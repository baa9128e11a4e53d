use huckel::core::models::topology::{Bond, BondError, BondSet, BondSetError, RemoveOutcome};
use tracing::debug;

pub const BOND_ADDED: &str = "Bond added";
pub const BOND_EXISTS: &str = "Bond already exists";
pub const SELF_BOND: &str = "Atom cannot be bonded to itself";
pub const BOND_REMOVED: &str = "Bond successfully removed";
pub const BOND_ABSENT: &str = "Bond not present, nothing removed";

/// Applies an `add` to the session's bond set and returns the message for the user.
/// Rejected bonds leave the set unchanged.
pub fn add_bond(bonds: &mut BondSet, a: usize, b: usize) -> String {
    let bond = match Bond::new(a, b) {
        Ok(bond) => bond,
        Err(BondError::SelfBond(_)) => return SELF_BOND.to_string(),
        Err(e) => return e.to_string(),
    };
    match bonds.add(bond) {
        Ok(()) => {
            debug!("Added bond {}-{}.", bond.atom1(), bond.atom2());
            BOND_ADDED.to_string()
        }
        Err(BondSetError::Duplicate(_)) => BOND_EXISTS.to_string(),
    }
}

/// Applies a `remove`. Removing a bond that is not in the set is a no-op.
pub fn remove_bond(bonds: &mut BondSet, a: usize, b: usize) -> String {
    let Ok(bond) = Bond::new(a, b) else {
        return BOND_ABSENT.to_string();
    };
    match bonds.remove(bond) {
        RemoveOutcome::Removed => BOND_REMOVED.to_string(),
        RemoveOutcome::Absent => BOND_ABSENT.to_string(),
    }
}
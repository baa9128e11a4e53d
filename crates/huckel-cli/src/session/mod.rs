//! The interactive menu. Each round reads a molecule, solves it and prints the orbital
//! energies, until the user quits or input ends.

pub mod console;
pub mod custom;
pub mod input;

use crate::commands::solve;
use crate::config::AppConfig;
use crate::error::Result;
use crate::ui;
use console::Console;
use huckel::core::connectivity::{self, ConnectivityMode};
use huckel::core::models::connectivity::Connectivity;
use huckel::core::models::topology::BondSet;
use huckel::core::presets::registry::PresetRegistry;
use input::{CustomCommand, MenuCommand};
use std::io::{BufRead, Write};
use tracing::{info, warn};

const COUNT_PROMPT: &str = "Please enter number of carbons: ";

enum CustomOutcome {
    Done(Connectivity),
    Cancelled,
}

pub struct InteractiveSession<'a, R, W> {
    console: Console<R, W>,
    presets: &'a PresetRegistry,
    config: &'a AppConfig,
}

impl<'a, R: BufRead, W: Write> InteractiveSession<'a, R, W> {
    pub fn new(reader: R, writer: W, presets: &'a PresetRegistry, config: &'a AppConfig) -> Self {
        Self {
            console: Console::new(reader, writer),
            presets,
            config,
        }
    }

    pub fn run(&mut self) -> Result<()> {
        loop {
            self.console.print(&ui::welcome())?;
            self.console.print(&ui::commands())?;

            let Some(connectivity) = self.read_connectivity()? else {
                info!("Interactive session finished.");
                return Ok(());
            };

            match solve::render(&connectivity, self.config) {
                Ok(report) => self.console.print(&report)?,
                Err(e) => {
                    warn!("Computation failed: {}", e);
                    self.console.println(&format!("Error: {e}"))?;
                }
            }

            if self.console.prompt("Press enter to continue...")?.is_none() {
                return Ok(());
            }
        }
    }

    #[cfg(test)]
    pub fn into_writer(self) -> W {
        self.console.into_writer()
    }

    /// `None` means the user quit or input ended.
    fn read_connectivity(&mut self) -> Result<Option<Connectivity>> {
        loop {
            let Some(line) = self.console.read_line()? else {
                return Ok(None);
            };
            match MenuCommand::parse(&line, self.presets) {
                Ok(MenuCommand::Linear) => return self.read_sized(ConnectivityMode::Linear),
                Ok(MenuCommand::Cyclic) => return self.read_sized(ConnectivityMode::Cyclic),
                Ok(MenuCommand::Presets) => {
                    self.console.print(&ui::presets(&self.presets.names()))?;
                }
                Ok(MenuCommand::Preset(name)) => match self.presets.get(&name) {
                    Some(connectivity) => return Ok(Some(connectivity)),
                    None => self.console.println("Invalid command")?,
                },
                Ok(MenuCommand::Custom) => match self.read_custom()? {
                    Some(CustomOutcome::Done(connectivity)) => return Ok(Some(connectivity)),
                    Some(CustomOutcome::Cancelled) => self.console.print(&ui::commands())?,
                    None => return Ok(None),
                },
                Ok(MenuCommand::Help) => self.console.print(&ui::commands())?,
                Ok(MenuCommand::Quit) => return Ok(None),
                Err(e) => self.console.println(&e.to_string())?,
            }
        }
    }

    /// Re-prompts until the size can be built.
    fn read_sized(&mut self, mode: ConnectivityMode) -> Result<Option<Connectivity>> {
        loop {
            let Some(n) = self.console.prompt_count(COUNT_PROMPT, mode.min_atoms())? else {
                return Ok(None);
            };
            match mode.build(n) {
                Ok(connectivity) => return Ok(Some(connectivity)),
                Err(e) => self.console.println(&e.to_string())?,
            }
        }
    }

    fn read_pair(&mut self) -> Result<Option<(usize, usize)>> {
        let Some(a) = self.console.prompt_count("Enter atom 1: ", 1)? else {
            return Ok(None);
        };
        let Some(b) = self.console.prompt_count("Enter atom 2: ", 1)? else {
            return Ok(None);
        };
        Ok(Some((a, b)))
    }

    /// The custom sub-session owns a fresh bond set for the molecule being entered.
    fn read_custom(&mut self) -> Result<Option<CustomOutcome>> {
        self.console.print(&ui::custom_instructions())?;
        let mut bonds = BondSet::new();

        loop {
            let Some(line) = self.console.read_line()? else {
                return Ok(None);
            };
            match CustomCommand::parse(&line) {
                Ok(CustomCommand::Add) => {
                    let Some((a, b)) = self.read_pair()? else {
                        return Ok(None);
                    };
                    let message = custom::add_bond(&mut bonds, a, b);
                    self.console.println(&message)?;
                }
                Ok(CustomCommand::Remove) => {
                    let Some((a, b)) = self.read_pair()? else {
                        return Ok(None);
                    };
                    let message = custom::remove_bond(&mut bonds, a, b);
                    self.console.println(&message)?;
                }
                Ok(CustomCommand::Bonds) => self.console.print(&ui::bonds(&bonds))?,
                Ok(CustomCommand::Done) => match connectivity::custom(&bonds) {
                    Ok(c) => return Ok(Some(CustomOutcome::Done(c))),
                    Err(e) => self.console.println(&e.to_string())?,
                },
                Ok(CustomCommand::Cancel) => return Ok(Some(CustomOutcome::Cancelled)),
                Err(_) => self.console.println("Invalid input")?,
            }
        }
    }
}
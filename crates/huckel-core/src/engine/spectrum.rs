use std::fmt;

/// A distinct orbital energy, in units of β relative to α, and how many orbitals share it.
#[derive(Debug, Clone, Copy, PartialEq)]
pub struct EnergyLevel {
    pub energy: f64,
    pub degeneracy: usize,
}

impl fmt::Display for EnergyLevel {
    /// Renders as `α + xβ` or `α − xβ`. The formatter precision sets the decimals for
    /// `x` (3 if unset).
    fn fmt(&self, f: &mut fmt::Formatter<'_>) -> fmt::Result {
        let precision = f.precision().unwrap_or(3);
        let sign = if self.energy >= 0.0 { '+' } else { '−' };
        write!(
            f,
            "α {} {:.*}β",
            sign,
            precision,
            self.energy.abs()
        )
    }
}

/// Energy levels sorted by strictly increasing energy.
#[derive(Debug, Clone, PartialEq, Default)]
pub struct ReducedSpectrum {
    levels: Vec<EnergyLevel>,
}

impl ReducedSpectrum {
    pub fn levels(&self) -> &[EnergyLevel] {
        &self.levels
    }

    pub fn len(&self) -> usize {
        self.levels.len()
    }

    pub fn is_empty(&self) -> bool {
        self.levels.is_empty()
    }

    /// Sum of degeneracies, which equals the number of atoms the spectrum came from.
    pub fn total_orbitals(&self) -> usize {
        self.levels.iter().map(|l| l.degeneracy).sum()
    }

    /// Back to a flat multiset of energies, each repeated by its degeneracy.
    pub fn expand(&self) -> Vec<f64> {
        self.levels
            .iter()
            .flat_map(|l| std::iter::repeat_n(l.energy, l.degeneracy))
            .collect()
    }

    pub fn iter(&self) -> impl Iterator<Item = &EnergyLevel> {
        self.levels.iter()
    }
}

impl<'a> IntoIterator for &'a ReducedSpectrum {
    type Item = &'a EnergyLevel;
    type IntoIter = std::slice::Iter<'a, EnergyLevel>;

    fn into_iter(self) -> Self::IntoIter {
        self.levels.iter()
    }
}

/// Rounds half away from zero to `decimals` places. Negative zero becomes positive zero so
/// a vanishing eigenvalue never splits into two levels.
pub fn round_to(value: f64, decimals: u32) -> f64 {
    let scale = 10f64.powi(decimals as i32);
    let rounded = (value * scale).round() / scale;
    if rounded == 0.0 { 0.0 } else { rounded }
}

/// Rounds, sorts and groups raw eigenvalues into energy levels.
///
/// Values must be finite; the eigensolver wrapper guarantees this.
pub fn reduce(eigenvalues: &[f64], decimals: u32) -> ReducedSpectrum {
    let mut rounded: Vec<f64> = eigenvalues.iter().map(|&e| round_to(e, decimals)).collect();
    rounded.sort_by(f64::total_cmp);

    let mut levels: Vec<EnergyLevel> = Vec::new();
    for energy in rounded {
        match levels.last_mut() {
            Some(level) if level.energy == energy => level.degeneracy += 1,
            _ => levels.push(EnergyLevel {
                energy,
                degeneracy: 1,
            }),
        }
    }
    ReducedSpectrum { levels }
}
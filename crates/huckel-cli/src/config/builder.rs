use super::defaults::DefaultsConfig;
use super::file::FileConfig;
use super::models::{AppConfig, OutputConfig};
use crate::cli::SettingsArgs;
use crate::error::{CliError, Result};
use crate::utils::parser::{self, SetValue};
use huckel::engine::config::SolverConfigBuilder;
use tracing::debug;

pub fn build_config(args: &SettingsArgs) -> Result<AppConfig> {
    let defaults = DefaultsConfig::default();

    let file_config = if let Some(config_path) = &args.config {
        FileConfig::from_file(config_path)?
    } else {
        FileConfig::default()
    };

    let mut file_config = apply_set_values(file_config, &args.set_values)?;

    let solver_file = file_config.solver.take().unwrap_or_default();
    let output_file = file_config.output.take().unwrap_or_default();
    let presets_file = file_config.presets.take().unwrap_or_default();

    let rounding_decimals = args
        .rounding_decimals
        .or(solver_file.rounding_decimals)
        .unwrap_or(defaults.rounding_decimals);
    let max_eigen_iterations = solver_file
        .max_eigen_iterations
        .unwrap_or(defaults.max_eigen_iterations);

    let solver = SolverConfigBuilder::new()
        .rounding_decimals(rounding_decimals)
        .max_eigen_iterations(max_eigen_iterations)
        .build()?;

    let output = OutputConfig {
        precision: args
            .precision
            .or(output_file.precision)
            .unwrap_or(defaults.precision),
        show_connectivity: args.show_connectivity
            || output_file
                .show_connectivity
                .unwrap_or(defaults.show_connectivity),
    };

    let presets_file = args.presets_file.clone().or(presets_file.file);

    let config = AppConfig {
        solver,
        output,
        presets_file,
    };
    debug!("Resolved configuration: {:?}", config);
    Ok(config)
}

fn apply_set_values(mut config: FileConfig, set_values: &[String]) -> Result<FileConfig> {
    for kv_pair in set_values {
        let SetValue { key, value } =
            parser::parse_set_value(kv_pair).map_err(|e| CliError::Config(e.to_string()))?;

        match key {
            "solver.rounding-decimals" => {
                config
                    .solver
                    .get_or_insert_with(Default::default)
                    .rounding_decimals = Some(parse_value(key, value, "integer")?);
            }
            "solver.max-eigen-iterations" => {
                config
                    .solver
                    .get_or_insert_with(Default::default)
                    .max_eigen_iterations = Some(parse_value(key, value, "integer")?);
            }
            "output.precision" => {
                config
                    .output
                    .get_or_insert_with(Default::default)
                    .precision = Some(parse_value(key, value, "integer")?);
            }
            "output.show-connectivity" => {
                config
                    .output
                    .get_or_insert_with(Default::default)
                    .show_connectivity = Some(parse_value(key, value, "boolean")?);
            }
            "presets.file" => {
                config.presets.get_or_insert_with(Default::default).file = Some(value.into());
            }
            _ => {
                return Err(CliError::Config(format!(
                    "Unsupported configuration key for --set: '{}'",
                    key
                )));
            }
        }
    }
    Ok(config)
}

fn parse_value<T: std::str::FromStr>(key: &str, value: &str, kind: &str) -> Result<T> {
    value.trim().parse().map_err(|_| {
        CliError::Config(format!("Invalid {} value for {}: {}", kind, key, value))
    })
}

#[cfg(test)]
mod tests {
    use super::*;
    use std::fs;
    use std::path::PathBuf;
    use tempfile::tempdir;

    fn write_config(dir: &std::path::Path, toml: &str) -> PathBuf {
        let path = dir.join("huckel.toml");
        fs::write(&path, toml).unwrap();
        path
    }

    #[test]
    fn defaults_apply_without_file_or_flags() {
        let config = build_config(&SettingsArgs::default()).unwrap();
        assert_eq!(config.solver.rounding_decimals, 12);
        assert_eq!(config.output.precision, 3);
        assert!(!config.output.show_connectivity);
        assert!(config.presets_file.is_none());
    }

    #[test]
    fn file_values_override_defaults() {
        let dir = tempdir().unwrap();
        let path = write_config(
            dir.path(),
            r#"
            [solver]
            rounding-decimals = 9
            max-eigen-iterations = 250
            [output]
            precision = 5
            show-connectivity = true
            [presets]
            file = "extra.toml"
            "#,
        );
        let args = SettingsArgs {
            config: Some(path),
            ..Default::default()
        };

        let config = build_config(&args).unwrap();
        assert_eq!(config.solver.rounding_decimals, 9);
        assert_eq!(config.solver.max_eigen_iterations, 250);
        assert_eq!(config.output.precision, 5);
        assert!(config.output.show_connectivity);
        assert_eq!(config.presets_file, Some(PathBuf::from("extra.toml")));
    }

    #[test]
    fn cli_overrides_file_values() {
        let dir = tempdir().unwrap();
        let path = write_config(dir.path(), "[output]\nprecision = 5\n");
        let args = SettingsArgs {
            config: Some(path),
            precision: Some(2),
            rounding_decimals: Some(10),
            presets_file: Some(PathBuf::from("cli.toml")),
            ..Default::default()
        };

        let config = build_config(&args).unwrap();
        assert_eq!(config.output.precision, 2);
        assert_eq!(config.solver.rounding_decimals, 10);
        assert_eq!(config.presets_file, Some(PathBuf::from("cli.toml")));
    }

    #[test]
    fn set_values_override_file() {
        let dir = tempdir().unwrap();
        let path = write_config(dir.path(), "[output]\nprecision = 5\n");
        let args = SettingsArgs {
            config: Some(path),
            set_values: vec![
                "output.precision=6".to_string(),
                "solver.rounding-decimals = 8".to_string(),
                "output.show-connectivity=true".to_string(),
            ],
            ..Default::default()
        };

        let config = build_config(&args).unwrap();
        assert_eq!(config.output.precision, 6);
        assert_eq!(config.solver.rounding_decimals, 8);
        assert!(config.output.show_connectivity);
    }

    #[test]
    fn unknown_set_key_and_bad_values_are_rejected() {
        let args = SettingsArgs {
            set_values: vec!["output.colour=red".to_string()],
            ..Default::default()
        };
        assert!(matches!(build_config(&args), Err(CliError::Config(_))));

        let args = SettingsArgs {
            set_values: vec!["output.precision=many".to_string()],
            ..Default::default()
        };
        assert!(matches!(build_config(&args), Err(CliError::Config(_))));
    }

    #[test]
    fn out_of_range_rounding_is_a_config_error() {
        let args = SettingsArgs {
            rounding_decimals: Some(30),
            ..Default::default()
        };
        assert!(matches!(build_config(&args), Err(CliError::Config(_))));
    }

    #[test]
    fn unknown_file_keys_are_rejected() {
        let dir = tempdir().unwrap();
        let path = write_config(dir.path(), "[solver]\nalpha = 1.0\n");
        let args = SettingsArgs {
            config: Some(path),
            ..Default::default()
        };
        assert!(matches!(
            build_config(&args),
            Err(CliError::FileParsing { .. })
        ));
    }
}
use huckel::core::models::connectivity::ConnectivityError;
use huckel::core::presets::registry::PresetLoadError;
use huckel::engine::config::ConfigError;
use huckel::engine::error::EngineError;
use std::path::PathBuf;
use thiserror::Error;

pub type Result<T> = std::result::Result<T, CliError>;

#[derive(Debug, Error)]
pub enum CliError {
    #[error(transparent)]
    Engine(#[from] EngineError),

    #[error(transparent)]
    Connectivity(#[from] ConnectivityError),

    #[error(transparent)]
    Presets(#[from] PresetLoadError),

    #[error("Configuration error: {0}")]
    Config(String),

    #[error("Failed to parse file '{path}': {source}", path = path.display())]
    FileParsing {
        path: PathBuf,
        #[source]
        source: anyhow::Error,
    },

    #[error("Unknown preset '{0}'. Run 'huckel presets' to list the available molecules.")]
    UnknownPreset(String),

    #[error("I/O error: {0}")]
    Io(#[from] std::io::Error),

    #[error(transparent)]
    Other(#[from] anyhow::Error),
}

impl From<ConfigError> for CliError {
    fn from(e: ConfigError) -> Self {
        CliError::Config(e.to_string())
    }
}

------------------------------------------------

== Task to complete ==
Reproduce every line in the data that has the word "many" in it.

== Output of the exercise ==
/// A distinct orbital energy, in units of β relative to α, and how many orbitals share it.
            set_values: vec!["output.precision=many".to_string()],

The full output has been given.